* [What you have to do]: Whenever a line of the data below holds the string "entry", copy that line.

* [Source records]:
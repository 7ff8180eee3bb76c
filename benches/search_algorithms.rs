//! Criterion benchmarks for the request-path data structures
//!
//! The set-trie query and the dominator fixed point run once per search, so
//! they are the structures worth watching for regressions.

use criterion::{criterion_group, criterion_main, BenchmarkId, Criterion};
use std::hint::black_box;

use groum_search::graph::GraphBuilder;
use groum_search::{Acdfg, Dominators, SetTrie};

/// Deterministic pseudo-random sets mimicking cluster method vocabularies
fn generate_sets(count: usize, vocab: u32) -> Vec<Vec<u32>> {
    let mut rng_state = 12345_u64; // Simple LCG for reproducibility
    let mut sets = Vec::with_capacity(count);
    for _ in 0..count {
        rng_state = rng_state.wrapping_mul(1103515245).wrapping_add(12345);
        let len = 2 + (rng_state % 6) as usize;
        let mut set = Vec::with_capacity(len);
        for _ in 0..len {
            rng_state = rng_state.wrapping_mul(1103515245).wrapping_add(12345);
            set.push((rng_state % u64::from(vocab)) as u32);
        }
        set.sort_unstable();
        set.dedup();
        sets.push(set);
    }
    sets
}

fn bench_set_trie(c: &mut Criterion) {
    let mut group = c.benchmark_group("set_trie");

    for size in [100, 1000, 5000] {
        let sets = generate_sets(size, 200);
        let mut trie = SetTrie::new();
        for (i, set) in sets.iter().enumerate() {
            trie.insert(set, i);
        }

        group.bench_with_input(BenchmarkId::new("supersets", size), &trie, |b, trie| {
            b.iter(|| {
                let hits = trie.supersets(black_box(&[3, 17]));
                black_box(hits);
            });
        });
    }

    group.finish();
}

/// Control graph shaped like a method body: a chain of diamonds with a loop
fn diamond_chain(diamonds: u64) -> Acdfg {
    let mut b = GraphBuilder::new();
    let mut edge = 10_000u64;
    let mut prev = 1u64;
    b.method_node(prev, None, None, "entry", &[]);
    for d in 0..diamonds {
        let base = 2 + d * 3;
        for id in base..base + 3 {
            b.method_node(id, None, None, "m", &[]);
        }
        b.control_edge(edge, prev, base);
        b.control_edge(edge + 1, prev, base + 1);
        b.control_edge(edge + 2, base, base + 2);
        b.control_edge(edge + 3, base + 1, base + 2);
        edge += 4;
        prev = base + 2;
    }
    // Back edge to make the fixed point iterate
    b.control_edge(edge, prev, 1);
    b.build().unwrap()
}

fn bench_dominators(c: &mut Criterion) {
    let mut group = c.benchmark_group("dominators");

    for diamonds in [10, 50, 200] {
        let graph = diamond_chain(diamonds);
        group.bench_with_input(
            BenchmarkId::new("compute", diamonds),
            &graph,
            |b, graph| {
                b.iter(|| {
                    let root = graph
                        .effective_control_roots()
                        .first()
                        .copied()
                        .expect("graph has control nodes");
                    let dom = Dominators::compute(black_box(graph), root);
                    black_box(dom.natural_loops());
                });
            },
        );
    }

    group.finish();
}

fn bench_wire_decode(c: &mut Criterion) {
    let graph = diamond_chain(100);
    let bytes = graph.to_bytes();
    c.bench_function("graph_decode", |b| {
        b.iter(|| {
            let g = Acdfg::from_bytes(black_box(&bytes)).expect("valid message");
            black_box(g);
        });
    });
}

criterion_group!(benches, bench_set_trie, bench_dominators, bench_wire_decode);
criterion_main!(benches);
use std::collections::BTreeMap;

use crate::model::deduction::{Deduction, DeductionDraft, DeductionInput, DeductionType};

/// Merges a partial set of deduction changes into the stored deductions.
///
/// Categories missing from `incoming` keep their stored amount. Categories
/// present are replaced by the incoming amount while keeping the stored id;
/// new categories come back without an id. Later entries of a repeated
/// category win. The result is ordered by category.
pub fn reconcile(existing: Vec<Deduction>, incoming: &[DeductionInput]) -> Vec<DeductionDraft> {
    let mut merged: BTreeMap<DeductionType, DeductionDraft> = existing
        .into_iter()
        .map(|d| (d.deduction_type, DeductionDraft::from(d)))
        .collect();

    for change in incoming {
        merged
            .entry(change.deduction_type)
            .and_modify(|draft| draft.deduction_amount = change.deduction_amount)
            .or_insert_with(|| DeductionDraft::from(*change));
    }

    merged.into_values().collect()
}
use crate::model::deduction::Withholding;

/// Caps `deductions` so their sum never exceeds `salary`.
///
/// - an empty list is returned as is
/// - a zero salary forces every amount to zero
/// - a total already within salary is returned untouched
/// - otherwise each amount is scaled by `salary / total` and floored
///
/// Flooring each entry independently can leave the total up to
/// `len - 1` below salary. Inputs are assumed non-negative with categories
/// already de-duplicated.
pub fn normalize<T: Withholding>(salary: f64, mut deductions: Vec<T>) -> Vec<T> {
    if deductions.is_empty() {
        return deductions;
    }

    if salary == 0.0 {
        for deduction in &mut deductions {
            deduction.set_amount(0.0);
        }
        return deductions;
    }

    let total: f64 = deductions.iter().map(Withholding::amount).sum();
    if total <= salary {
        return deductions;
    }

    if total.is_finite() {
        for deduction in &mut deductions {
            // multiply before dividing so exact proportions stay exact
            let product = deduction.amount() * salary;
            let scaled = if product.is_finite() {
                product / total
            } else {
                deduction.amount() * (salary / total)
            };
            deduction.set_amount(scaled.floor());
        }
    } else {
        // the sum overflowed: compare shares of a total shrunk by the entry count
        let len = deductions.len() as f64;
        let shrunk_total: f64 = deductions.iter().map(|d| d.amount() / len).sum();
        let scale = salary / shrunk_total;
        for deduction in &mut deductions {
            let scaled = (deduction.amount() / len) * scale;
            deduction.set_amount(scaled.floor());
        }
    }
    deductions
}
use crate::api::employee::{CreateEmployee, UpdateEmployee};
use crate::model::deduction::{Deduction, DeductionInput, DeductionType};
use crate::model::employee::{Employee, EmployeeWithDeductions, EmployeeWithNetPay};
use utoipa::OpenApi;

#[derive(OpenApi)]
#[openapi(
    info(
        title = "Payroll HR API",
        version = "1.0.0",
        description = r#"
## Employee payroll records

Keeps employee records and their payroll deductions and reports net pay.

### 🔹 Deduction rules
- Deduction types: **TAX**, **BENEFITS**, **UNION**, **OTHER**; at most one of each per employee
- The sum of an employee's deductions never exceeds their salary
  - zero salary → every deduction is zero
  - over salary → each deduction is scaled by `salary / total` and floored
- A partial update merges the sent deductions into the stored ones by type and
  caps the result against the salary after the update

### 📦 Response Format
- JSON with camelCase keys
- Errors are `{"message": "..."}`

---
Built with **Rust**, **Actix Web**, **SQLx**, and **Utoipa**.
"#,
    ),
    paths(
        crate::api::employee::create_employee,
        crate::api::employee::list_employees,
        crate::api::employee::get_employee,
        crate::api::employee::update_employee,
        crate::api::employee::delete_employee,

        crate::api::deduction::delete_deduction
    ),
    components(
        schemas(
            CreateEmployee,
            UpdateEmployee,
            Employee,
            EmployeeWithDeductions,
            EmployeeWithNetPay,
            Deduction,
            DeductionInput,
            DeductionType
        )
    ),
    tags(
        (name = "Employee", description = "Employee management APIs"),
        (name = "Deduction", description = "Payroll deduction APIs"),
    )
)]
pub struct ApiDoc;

==

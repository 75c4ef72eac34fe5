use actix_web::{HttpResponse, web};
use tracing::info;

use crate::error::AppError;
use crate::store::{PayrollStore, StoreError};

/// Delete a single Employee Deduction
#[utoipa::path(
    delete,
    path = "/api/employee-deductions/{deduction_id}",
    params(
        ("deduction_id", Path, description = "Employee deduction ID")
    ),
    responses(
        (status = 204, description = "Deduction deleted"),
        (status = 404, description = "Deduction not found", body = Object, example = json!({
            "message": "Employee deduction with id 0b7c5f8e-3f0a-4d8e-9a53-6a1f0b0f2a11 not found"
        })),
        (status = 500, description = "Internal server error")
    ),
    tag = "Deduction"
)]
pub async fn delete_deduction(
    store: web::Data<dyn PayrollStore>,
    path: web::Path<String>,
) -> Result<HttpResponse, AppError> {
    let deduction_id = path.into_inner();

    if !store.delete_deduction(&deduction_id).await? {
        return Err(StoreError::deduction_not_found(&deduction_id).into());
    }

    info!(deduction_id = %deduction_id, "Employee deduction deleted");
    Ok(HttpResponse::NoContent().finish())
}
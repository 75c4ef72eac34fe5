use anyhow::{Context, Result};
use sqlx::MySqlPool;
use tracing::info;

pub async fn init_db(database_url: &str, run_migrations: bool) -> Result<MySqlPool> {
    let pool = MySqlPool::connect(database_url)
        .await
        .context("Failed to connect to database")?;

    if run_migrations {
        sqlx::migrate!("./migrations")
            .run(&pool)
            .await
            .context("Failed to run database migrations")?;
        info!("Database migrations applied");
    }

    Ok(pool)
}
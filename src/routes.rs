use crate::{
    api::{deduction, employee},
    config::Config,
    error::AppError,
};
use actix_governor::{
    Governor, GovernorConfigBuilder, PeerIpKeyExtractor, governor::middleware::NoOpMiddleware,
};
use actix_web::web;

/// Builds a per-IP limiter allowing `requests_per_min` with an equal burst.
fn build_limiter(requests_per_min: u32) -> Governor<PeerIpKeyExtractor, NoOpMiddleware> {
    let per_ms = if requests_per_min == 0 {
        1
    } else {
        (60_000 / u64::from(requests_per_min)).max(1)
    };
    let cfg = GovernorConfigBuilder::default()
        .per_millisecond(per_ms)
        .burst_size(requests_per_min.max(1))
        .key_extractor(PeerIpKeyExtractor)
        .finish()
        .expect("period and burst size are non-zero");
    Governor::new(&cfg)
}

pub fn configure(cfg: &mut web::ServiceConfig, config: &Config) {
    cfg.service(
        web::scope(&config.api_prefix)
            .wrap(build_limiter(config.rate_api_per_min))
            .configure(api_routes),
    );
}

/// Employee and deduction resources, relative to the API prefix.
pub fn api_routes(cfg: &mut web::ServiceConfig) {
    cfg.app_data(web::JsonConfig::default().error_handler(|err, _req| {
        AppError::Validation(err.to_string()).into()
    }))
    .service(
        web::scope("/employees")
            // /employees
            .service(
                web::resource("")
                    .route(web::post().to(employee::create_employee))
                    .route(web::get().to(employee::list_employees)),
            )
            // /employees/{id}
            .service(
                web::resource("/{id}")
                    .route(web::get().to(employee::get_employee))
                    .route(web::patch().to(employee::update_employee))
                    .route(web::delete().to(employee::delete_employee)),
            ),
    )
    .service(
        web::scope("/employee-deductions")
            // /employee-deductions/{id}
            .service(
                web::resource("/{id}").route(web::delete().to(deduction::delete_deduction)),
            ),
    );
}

--

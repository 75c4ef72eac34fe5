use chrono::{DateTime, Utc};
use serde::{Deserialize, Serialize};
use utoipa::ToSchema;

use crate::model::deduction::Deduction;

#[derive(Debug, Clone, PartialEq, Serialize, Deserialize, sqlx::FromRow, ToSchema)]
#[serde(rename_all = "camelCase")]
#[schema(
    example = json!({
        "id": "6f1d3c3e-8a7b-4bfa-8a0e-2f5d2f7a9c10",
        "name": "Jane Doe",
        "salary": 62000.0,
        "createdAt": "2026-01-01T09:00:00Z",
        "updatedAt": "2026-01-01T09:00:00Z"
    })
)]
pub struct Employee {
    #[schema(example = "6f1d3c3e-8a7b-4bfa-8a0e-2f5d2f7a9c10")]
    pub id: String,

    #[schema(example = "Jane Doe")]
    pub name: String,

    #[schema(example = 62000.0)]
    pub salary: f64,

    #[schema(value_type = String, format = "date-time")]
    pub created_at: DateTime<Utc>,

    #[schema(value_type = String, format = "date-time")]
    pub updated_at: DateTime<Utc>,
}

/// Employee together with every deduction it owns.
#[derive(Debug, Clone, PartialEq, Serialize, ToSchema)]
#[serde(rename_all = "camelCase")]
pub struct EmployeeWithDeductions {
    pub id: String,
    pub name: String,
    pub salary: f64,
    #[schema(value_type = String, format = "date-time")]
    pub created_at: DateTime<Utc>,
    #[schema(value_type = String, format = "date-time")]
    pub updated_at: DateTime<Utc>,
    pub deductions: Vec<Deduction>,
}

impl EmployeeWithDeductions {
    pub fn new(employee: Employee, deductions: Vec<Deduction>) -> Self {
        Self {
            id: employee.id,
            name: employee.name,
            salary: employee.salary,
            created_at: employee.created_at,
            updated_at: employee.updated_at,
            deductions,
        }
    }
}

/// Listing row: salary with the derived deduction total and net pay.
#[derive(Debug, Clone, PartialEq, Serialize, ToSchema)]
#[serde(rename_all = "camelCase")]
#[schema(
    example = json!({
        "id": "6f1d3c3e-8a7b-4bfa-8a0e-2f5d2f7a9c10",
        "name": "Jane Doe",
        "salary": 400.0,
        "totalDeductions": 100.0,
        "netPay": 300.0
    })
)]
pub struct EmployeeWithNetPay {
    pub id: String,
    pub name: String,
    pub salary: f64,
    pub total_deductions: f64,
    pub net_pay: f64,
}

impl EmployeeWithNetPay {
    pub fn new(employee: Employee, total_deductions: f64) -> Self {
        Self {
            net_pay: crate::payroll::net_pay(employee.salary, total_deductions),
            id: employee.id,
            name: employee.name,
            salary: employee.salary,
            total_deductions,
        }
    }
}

* [Output]:
    b.method_node(prev, None, None, "entry", &[]);
            .entry(change.deduction_type)
/// Flooring each entry independently can leave the total up to
        // the sum overflowed: compare shares of a total shrunk by the entry count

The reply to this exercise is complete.